What V8 Actually Does With a Script
When Chrome encounters a script tag or a dynamically injected script element, V8 runs it through a pipeline with several distinct phases, each of which has its own cost.
The first phase is parsing. V8 scans the source text and builds an Abstract Syntax Tree. This is CPU-bound work proportional to the size of the script, and it happens on the main thread for any script that was not loaded with <script src> (which can use a background streaming parser). For inline scripts, eval(), and new Function(), parsing is synchronous and single-threaded. A 300KB minified script, which might be 900KB uncompressed, can take 50-150ms to parse on desktop hardware.
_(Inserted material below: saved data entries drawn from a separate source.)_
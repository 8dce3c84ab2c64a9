//! Facade crate for the `aidscan-*` workspace.
//!
//! This crate provides:
//! - re-exports of the geometry (`aidscan-core`) and stabilization
//!   (`aidscan-barcode`) crates;
//! - [`logging`]: `env_logger` (or `tracing`) setup honoring `RUST_LOG`;
//! - [`replay`]: JSON config and frame-log replay through a scan session;
//! - (feature `cli`) the `aidscan` binary.
//!
//! ## Quickstart
//!
//! ```
//! use aidscan::barcode::{Detection, FrameOutcome, ProcessorParams, ScanSession};
//! use aidscan::core::{IdentityMapper, Rect};
//!
//! let region = Rect::new(0.0, 0.0, 300.0, 200.0);
//! let mut session = ScanSession::new(ProcessorParams::default(), region);
//! session.set_mapper(Box::new(IdentityMapper));
//!
//! let frame = vec![Detection::new("0123456789012", Rect::new(10.0, 10.0, 290.0, 190.0))];
//! let scanned = (0..6)
//!     .filter_map(|_| session.submit(Ok(frame.clone())).new_scan().cloned())
//!     .collect::<Vec<_>>();
//! assert_eq!(scanned.len(), 1);
//! ```
//!
//! ## API map
//! - `aidscan::core`: `Rect`, containment/fill predicates, coordinate mappers.
//! - `aidscan::barcode`: `BarcodeProcessor`, `ProcessorState`, `ScanSession`.
//! - `aidscan::replay`: offline replay of recorded detector output.

pub use aidscan_barcode as barcode;
pub use aidscan_core as core;

pub use aidscan_barcode::{
    BarcodeProcessor, Detection, ProcessorParams, ProcessorState, ScanSession,
};
pub use aidscan_core::{CoordinateMapper, Rect};

pub mod logging;
pub mod replay;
The second phase is bytecode generation. V8’s Ignition interpreter converts the AST to a compact bytecode format. This is faster than parsing but still adds latency. The bytecode is what actually executes during initial page load for most functions.
The third phase, JIT compilation via TurboFan, is deferred. V8 does not compile all code to optimized machine instructions upfront; it profiles bytecode execution and only promotes hot code paths to TurboFan after gathering type feedback. For page-load scripts that run once and exit, TurboFan may never fire. For ongoing interaction handlers and polling loops added by analytics and session replay tools, it will.
There is also lazy parsing, which is V8’s optimization for functions that are defined but not immediately called. Rather than building a full AST for every function body, V8 does a quick pre-parse pass that checks syntax without building the full tree, deferring the full parse until the function is actually invoked. This helps, but it still visits every character of the source. You cannot skip code you have not read.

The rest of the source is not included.